Polia tribal women of north Bengal wear unique silver or brass necklaces. These necklaces have five or seven strands of small chains linked together, with embossed or filigreed elements fixed at their two ends to a base of two semi-circular or triangular flat decorative pieces that rest on the back of the shoulders. These two pieces are linked by an elaborate central piece that rests at the nape of the neck.
Though traditionally worn only by Muslim women, the hansuli is being worn by several women now. It is made of soft silver in the shape of a crescent moon and worn just below the column of the neck around which it fits snugly. The traditional ornaments for the upper arm are baju or a thick, round, and hollow bangle of gold or silver with intricate chased decorations, or tabiz or tagaa of delicate filigree held in place by silk tassels with gold or silver pendants.

Choories are thin bangles worn on the wrist. They are of different designs and are made of gold or silver. Married Bengali women first wear a conch shell bangle then an iron bangle (symbolising married state), then choories, and at the end of the wrist there is a kankan, a ridged wristlet, or a bala, a narrow cylinder of gold or silver covered with chased and filigreed decorations with an auspicious pair of makara or mythical crocodile heads at the ends of the circle. Mantasha is a graceful Bengali wristlet with strands of pearls and precious stones in a gold setting. The origin of the design was Mughal and some varieties of mantasha are of pure gold or silver without any jewels. Chur is an elaborate gold bracelet seen in old Indian paintings and sculptures which is wide and set with precious stones and hinged to fit the wrist. Ratanchur is Mughal in origin and is made in gold or silver. The ones in gold are set with pearls and/or precious stones. The ratanchur is set at the back of the hand and fixed to a chur or wristlet. Ratanchur starts with five rings for the fingers and thumb in each hand and five chains run from each ring to an elaborate combination of a decorative crescent moon and the sun or lotus at the back of the hand. Two strands attached to the sides of this centrepiece are connected to the exquisitely worked wristlet.

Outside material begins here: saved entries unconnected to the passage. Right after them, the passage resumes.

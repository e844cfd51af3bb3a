// Licensed under the Apache License, Version 2.0 <LICENSE-APACHE or
// https://www.apache.org/licenses/LICENSE-2.0> or the MIT license
// <LICENSE-MIT or https://opensource.org/licenses/MIT>, at your
// option. This file may not be copied, modified, or distributed
// except according to those terms.

//! Work units and per-job progress tracking.

use std::sync::atomic::{AtomicUsize, Ordering};
use std::sync::Arc;
use std::time::Duration;
use tokio::sync::Notify;
use tokio_util::sync::CancellationToken;

use crate::jobs::{Constraints, MatrixUnit, Region};

/// One (job, region, model, question) evaluation in flight.
#[derive(Clone)]
pub struct WorkUnit {
    /// Internal numeric job id
    pub job_id: i64,
    /// Submitter-supplied job id, for logging
    pub jobspec_id: String,
    /// The requested region; the provider called always matches it
    pub region: Region,
    pub model_id: String,
    pub question_id: Option<String>,
    pub question_index: usize,
    /// Zero-based attempt counter
    pub attempt: u32,
    /// Region where the unit was first scheduled, preserved across
    /// cross-region retries
    pub origin_region: Region,
    /// Constraints inherited from the JobSpec
    pub constraints: Constraints,
    /// Shared progress tracker for the owning job
    pub progress: Arc<JobProgress>,
}

impl WorkUnit {
    /// Build the first attempt of a matrix unit.
    pub fn from_matrix(
        job_id: i64,
        jobspec_id: &str,
        unit: &MatrixUnit,
        constraints: Constraints,
        progress: Arc<JobProgress>,
    ) -> Self {
        Self {
            job_id,
            jobspec_id: jobspec_id.to_string(),
            region: unit.region,
            model_id: unit.model_id.clone(),
            question_id: unit.question_id.clone(),
            question_index: unit.question_index,
            attempt: 0,
            origin_region: unit.region,
            constraints,
            progress,
        }
    }

    /// The next attempt of this unit. The region and origin are preserved so
    /// a cross-region claimant still targets the right providers.
    pub fn retry_successor(&self) -> Self {
        let mut next = self.clone();
        next.attempt += 1;
        next
    }

    pub fn provider_timeout(&self) -> Duration {
        Duration::from_secs(self.constraints.provider_timeout_secs)
    }
}

impl std::fmt::Debug for WorkUnit {
    fn fmt(&self, f: &mut std::fmt::Formatter<'_>) -> std::fmt::Result {
        f.debug_struct("WorkUnit")
            .field("job_id", &self.job_id)
            .field("region", &self.region)
            .field("model_id", &self.model_id)
            .field("question_id", &self.question_id)
            .field("attempt", &self.attempt)
            .finish()
    }
}

/// Completion barrier state for one job.
///
/// The runner creates one tracker per job sized to the matrix; every unit
/// reports exactly one final disposition. `wait_all` resolves when the last
/// unit settles; the embedded token carries job-level cancellation to every
/// unit.
pub struct JobProgress {
    outstanding: AtomicUsize,
    notify: Notify,
    token: CancellationToken,
}

impl JobProgress {
    pub fn new(total_units: usize, token: CancellationToken) -> Arc<Self> {
        Arc::new(Self {
            outstanding: AtomicUsize::new(total_units),
            notify: Notify::new(),
            token,
        })
    }

    /// The job's cancellation token.
    pub fn token(&self) -> &CancellationToken {
        &self.token
    }

    /// Units not yet settled.
    pub fn remaining(&self) -> usize {
        self.outstanding.load(Ordering::Acquire)
    }

    /// Record one unit's final disposition.
    pub fn complete_unit(&self) {
        let previous = self.outstanding.fetch_sub(1, Ordering::AcqRel);
        debug_assert!(previous > 0, "more completions than units");
        if previous == 1 {
            self.notify.notify_waiters();
        }
    }

    /// Wait until every unit has settled.
    pub async fn wait_all(&self) {
        loop {
            let notified = self.notify.notified();
            if self.remaining() == 0 {
                return;
            }
            notified.await;
        }
    }
}

/// Exponential retry backoff: `initial * 2^(attempt-1)`, capped.
///
/// `attempt` is the 1-based number of the retry being scheduled, so the
/// first retry waits the initial delay.
pub fn retry_backoff(attempt: u32, initial: Duration, max: Duration) -> Duration {
    if attempt <= 1 {
        return initial.min(max);
    }
    let exponent = (attempt - 1).min(16);
    initial
        .checked_mul(1u32 << exponent)
        .map_or(max, |d| d.min(max))
}

#[cfg(test)]
mod tests {
    use super::*;

    #[test]
    fn test_retry_backoff_growth() {
        let initial = Duration::from_secs(2);
        let max = Duration::from_secs(30);

        assert_eq!(retry_backoff(1, initial, max), Duration::from_secs(2));
        assert_eq!(retry_backoff(2, initial, max), Duration::from_secs(4));
        assert_eq!(retry_backoff(3, initial, max), Duration::from_secs(8));
        assert_eq!(retry_backoff(4, initial, max), Duration::from_secs(16));
        // Capped.
        assert_eq!(retry_backoff(5, initial, max), Duration::from_secs(30));
        assert_eq!(retry_backoff(30, initial, max), Duration::from_secs(30));
    }

    #[test]
    fn test_retry_successor_preserves_origin() {
        let progress = JobProgress::new(1, CancellationToken::new());
        let unit = WorkUnit {
            job_id: 1,
            jobspec_id: "job".to_string(),
            region: Region::UsEast,
            model_id: "m1".to_string(),
            question_id: Some("q1".to_string()),
            question_index: 0,
            attempt: 0,
            origin_region: Region::UsEast,
            constraints: Constraints::default(),
            progress,
        };

        let retry = unit.retry_successor();
        assert_eq!(retry.attempt, 1);
        assert_eq!(retry.region, Region::UsEast);
        assert_eq!(retry.origin_region, Region::UsEast);
        assert_eq!(retry.retry_successor().attempt, 2);
    }

    #[tokio::test]
    async fn test_progress_barrier() {
        let progress = JobProgress::new(2, CancellationToken::new());
        assert_eq!(progress.remaining(), 2);

        progress.complete_unit();
        assert_eq!(progress.remaining(), 1);

        let waiter = {
            let progress = Arc::clone(&progress);
            tokio::spawn(async move { progress.wait_all().await })
        };

        tokio::time::sleep(Duration::from_millis(10)).await;
        assert!(!waiter.is_finished());

        progress.complete_unit();
        waiter.await.unwrap();
        assert_eq!(progress.remaining(), 0);
    }

    #[tokio::test]
    async fn test_wait_all_on_empty_job() {
        let progress = JobProgress::new(0, CancellationToken::new());
        // Resolves immediately.
        progress.wait_all().await;
    }
}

Ornaments for the feet are never made of gold, as gold is the symbol of Goddess Lakshmi, the goddess of prosperity and even the Muslims of West Bengal do not use gold ornaments on their feet. Feet ornaments include toe rings worn on two or three toes and a pair of silver ankle chains with tiny bells called payels. Small girls wear toras, which are hundreds of very small brass or silver bells arranged tier upon tier.